= Work instruction =
Every line in the records below between the one holding "Sundays in the expansion." and the one holding "pub struct UpdateScheduleRequest", inclusive, is to be set down exactly; all other lines are to be left out.

Top of Entries supplied

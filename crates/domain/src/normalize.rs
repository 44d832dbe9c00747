// Copyright (C) 2026 Fred Clausen
// Use of this source code is governed by an MIT-style
// license that can be found in the LICENSE file or at
// https://opensource.org/licenses/MIT.

//! Scheduled-date normalization.
//!
//! Raw per-date input arrives in the loose shape the scheduling forms
//! and the wire produce: counts may be numbers or free-text strings,
//! the operator field may be absent, a single legacy object, or an
//! array, and identifier tags are plain strings. This module upgrades
//! all of it to the canonical `ScheduledDate` record.
//!
//! ## Invariants
//!
//! - The normalized operator list is never empty; absent input yields
//!   the single sentinel `{type: NONE}` entry.
//! - The identifier set applies the `NONE` mutual-exclusion rule.
//! - Blank or non-numeric operator counts become absent; a count that
//!   parses but is not positive is a validation error.
//! - A crew size that parses but is negative is a validation error;
//!   zero is a valid crew size, distinct from absent.

use crate::error::DomainError;
use crate::types::{
    IdentifierSet, OperatorAssignment, OperatorType, OtherIdentifier, ScheduledDate,
};
use serde::Deserialize;
use time::Date;
use time::format_description::BorrowedFormatItem;
use time::macros::format_description;

const DAY_FORMAT: &[BorrowedFormatItem<'_>] = format_description!("[year]-[month]-[day]");

/// Parses a calendar day from its wire form (`YYYY-MM-DD`).
///
/// # Errors
///
/// Returns `DomainError::DateParse` if the string is not a valid
/// calendar day.
pub fn parse_day(value: &str) -> Result<Date, DomainError> {
    Date::parse(value.trim(), DAY_FORMAT).map_err(|e| DomainError::DateParse {
        date_string: value.to_string(),
        error: e.to_string(),
    })
}

/// A count value as it arrives from a form or the wire: either a JSON
/// number or free text.
#[derive(Debug, Clone, PartialEq, Eq, Deserialize)]
#[serde(untagged)]
pub enum RawCount {
    /// A numeric count.
    Number(i64),
    /// A free-text count, possibly blank or non-numeric.
    Text(String),
}

/// The operator field in raw input.
///
/// Historical payloads carried a single object; the canonical model is
/// the array form. Both are accepted here and upgraded.
#[derive(Debug, Clone, PartialEq, Eq, Deserialize, Default)]
#[serde(untagged)]
pub enum RawOperatorInput {
    /// No operator input.
    #[default]
    Absent,
    /// Legacy single-object form.
    Single(RawOperatorAssignment),
    /// Canonical array form.
    Many(Vec<RawOperatorAssignment>),
}

/// One raw operator entry.
#[derive(Debug, Clone, PartialEq, Eq, Deserialize, Default)]
#[serde(default)]
pub struct RawOperatorAssignment {
    /// The operator type string; blank or absent means `NONE`.
    #[serde(rename = "type")]
    pub operator_type: Option<String>,
    /// The operator headcount.
    pub count: Option<RawCount>,
}

/// Raw per-date input as submitted for one calendar day.
#[derive(Debug, Clone, PartialEq, Eq, Deserialize, Default)]
#[serde(rename_all = "camelCase", default)]
pub struct RawDateInput {
    /// The calendar day (`YYYY-MM-DD`); required for explicit entries,
    /// ignored for range-mode templates.
    pub date: Option<String>,
    /// The crew size.
    pub crew_size: Option<RawCount>,
    /// The operator input in any accepted shape.
    pub operator: RawOperatorInput,
    /// Identifier tag strings.
    pub other_identifier: Vec<String>,
}

/// Normalized per-date attributes without a calendar day.
///
/// Range-mode submissions apply one template to every expanded day.
#[derive(Debug, Clone, PartialEq, Eq)]
pub struct ScheduledDateTemplate {
    crew_size: Option<u32>,
    operators: Vec<OperatorAssignment>,
    identifiers: IdentifierSet,
}

impl ScheduledDateTemplate {
    /// Produces a `ScheduledDate` for one calendar day from this
    /// template.
    #[must_use]
    pub fn apply_to(&self, date: Date) -> ScheduledDate {
        ScheduledDate::new(
            date,
            self.crew_size,
            self.operators.clone(),
            self.identifiers.clone(),
        )
    }
}

/// Normalizes the attribute portion of raw input (no date).
///
/// # Errors
///
/// Returns an error if the crew size, an operator entry, or an
/// identifier tag is invalid.
pub fn normalize_template(raw: &RawDateInput) -> Result<ScheduledDateTemplate, DomainError> {
    let crew_size: Option<u32> = normalize_crew_size(raw.crew_size.as_ref())?;
    let operators: Vec<OperatorAssignment> = normalize_operators(&raw.operator)?;
    let identifiers: IdentifierSet = normalize_identifiers(&raw.other_identifier)?;
    Ok(ScheduledDateTemplate {
        crew_size,
        operators,
        identifiers,
    })
}

/// Normalizes one complete raw entry into a canonical `ScheduledDate`.
///
/// # Errors
///
/// Returns an error if the date is missing or unparseable, or if any
/// attribute is invalid.
pub fn normalize(raw: &RawDateInput) -> Result<ScheduledDate, DomainError> {
    let date_value: &str = raw
        .date
        .as_deref()
        .map(str::trim)
        .filter(|s| !s.is_empty())
        .ok_or(DomainError::MissingDate)?;
    let date: Date = parse_day(date_value)?;
    Ok(normalize_template(raw)?.apply_to(date))
}

/// Normalizes the operator field to the canonical non-empty array form.
///
/// # Errors
///
/// Returns an error if any entry has an unknown type or a non-positive
/// count.
pub fn normalize_operators(
    raw: &RawOperatorInput,
) -> Result<Vec<OperatorAssignment>, DomainError> {
    let entries: Vec<&RawOperatorAssignment> = match raw {
        RawOperatorInput::Absent => Vec::new(),
        RawOperatorInput::Single(entry) => vec![entry],
        RawOperatorInput::Many(entries) => entries.iter().collect(),
    };

    if entries.is_empty() {
        return Ok(vec![OperatorAssignment::none()]);
    }

    entries.into_iter().map(normalize_operator).collect()
}

/// Normalizes identifier tag strings into an `IdentifierSet`.
///
/// Blank tags are skipped; duplicates collapse; the mutual-exclusion
/// rule is applied.
///
/// # Errors
///
/// Returns an error if a non-blank tag is not recognized.
pub fn normalize_identifiers(raw: &[String]) -> Result<IdentifierSet, DomainError> {
    let mut tags: Vec<OtherIdentifier> = Vec::with_capacity(raw.len());
    for value in raw {
        let trimmed: &str = value.trim();
        if trimmed.is_empty() {
            continue;
        }
        tags.push(OtherIdentifier::parse(trimmed)?);
    }
    Ok(IdentifierSet::from_tags(tags))
}

fn normalize_operator(raw: &RawOperatorAssignment) -> Result<OperatorAssignment, DomainError> {
    let operator_type: OperatorType = match raw.operator_type.as_deref().map(str::trim) {
        None | Some("") => OperatorType::None,
        Some(value) => OperatorType::parse(value)?,
    };
    // A positive count on a NONE assignment is tolerated; display logic
    // ignores it.
    let count: Option<u32> = normalize_count(raw.count.as_ref())?;
    OperatorAssignment::new(operator_type, count)
}

fn normalize_count(raw: Option<&RawCount>) -> Result<Option<u32>, DomainError> {
    let value: i64 = match raw {
        None => return Ok(None),
        Some(RawCount::Number(n)) => *n,
        Some(RawCount::Text(s)) => match s.trim().parse::<i64>() {
            Ok(n) => n,
            // Blank or non-numeric text counts become absent.
            Err(_) => return Ok(None),
        },
    };

    if value <= 0 {
        return Err(DomainError::InvalidOperatorCount { value });
    }
    u32::try_from(value)
        .map(Some)
        .map_err(|_| DomainError::InvalidOperatorCount { value })
}

fn normalize_crew_size(raw: Option<&RawCount>) -> Result<Option<u32>, DomainError> {
    let value: i64 = match raw {
        None => return Ok(None),
        Some(RawCount::Number(n)) => *n,
        Some(RawCount::Text(s)) => {
            let trimmed: &str = s.trim();
            if trimmed.is_empty() {
                return Ok(None);
            }
            trimmed.parse::<i64>().map_err(|_| {
                DomainError::InvalidCrewSize(format!(
                    "Crew size must be a whole number, got '{trimmed}'"
                ))
            })?
        }
    };

    if value < 0 {
        return Err(DomainError::InvalidCrewSize(format!(
            "Crew size must be non-negative, got {value}"
        )));
    }
    u32::try_from(value)
        .map(Some)
        .map_err(|_| DomainError::InvalidCrewSize(format!("Crew size out of range: {value}")))
}
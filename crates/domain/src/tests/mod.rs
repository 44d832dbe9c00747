// Copyright (C) 2026 Fred Clausen
// Use of this source code is governed by an MIT-style
// license that can be found in the LICENSE file or at
// https://opensource.org/licenses/MIT.

#![allow(clippy::expect_used, clippy::unwrap_used)]

mod expand_tests;
mod helpers;
// Copyright (C) 2026 Fred Clausen
// Use of this source code is governed by an MIT-style
// license that can be found in the LICENSE file or at
// https://opensource.org/licenses/MIT.

//! API request and response data transfer objects.

use crewboard_domain::{Job, RawDateInput, ScheduledJob};

/// A user-selected date range as it arrives at the API boundary.
///
/// Dates are strings here; they are parsed once, at the boundary.
#[derive(Debug, Clone, PartialEq, Eq)]
pub struct DateRangeRequest {
    /// First day of the range (`YYYY-MM-DD`, inclusive).
    pub start_date: String,
    /// Last day of the range (`YYYY-MM-DD`, inclusive).
    pub end_date: String,
    /// Keep Saturdays in the expansion.
    pub include_saturday: bool,
    /// Keep Sundays in the expansion.
    pub include_sunday: bool,
}

/// API request to place a job on the schedule.
///
/// Exactly one of `range` and `explicit_dates` must be supplied.
#[derive(Debug, Clone, PartialEq, Eq)]
pub struct ScheduleJobRequest {
    /// The job to schedule.
    pub job_id: i64,
    /// Per-date attribute template (range mode); the date field is
    /// ignored.
    pub template: RawDateInput,
    /// Explicit per-date entries (explicit mode).
    pub explicit_dates: Option<Vec<RawDateInput>>,
    /// Range configuration (range mode).
    pub range: Option<DateRangeRequest>,
}

/// API response for a successful scheduling operation.
#[derive(Debug, Clone, PartialEq, Eq, serde::Serialize)]
pub struct ScheduleJobResponse {
    /// The stored aggregate as the store returned it.
    pub scheduled_job: ScheduledJob,
    /// A success message.
    pub message: String,
}

/// API request to replace the dates of an existing scheduled job.
///
/// The same two submission modes apply as for scheduling.
#[derive(Debug, Clone, PartialEq, Eq)]
pub struct UpdateScheduleRequest {
    /// The scheduled-job record to update.
    pub scheduled_job_id: i64,
    /// Per-date attribute template (range mode).
    pub template: RawDateInput,
    /// Explicit per-date entries (explicit mode).
    pub explicit_dates: Option<Vec<RawDateInput>>,
    /// Range configuration (range mode).
    pub range: Option<DateRangeRequest>,
}

/// API response for a successful schedule update.
#[derive(Debug, Clone, PartialEq, Eq, serde::Serialize)]
pub struct UpdateScheduleResponse {
    /// The stored aggregate as the store returned it.
    pub scheduled_job: ScheduledJob,
    /// A success message.
    pub message: String,
}

/// API request to remove a job from the schedule.
#[derive(Debug, Clone, Copy, PartialEq, Eq)]
pub struct DeleteScheduledJobRequest {
    /// The scheduled-job record to delete.
    pub scheduled_job_id: i64,
}

/// API response for a delete request.
#[derive(Debug, Clone, PartialEq, Eq, serde::Serialize)]
pub struct DeleteScheduledJobResponse {
    /// Whether the record was actually deleted. `false` means the
    /// confirmation gate declined and nothing changed.
    pub deleted: bool,
    /// A human-readable outcome message.
    pub message: String,
}

/// API response carrying the full board contents.
#[derive(Debug, Clone, PartialEq, Eq, serde::Serialize)]
pub struct LoadBoardResponse {
    /// All scheduled-job aggregates, ordered by record id.
    pub scheduled_jobs: Vec<ScheduledJob>,
}

/// API response listing jobs eligible for scheduling.
#[derive(Debug, Clone, PartialEq, Eq, serde::Serialize)]
pub struct ListActiveJobsResponse {
    /// The active jobs.
    pub jobs: Vec<Job>,
}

Bottom of Entries supplied

= Exercise answer =
    /// Keep Sundays in the expansion.
    pub include_sunday: bool,
}

/// API request to place a job on the schedule.
///
/// Exactly one of `range` and `explicit_dates` must be supplied.
#[derive(Debug, Clone, PartialEq, Eq)]
pub struct ScheduleJobRequest {
    /// The job to schedule.
    pub job_id: i64,
    /// Per-date attribute template (range mode); the date field is
    /// ignored.
    pub template: RawDateInput,
    /// Explicit per-date entries (explicit mode).
    pub explicit_dates: Option<Vec<RawDateInput>>,
    /// Range configuration (range mode).
    pub range: Option<DateRangeRequest>,
}

/// API response for a successful scheduling operation.
#[derive(Debug, Clone, PartialEq, Eq, serde::Serialize)]
pub struct ScheduleJobResponse {
    /// The stored aggregate as the store returned it.
    pub scheduled_job: ScheduledJob,
    /// A success message.
    pub message: String,
}

/// API request to replace the dates of an existing scheduled job.
///
/// The same two submission modes apply as for scheduling.
#[derive(Debug, Clone, PartialEq, Eq)]
pub struct UpdateScheduleRequest {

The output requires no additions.